▶ **REQUIRED WORK**
The word "GameStateStore" occurs in some of the lines below; copy each of those lines.

▶ **RECORD EXCERPTS**
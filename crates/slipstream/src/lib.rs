//! Real-time client/server game state synchronization over UDP.
//!
//! One server binds a single socket and serves many clients, each over a
//! reliability layer that rides on plain datagrams: cyclic sequence numbers,
//! selective acks for the last 32 packages, latency-driven congestion
//! throttling, and at-most-once event delivery with ack and timeout
//! callbacks. Game state lives in a [`GameStateStore`], is progressed by a
//! fixed-tick [`GameStateMachine`] and flows to clients as mergeable
//! [`GameStateUpdate`] deltas, so a client only ever receives what it has
//! not yet confirmed.

pub mod client;
pub mod connection;
pub mod event;
pub mod gamestate;
pub mod protocol;
pub mod server;
pub mod simulation;
pub mod sqn;
pub mod value;

pub use client::{Client, GameStateAccess, WaitTimeoutError};
pub use connection::{
    CONNECTION_TIMEOUT, ClientConnection, Connection, ConnectionCallback, ConnectionQuality,
    ConnectionStatus, EventCallback, EventWire, ReceiveError, SendError, ServerConnection,
    dispatch_with_retries,
};
pub use event::{Event, EventHandler, EventHandlerRegistry};
pub use gamestate::{GameState, GameStateStore, GameStateUpdate, GameStatus};
pub use protocol::{
    AckBitfield, Body, Header, MAX_PACKAGE_SIZE, PACKAGE_TIMEOUT, PROTOCOL_ID, Package,
    PackageError, PackageKind,
};
pub use server::{EventTarget, Server, ServerHandle};
pub use simulation::{
    DEFAULT_GAME_LOOP_INTERVAL, GameLoopControl, GameStateMachine, SimulationEventHandler,
};
pub use sqn::{Sqn, SqnRangeError};
pub use value::{CodecError, Fields, TO_DELETE, Value};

▶ **OUTPUT OF THE TASK**
//! callbacks. Game state lives in a [`GameStateStore`], is progressed by a
pub use gamestate::{GameState, GameStateStore, GameStateUpdate, GameStatus};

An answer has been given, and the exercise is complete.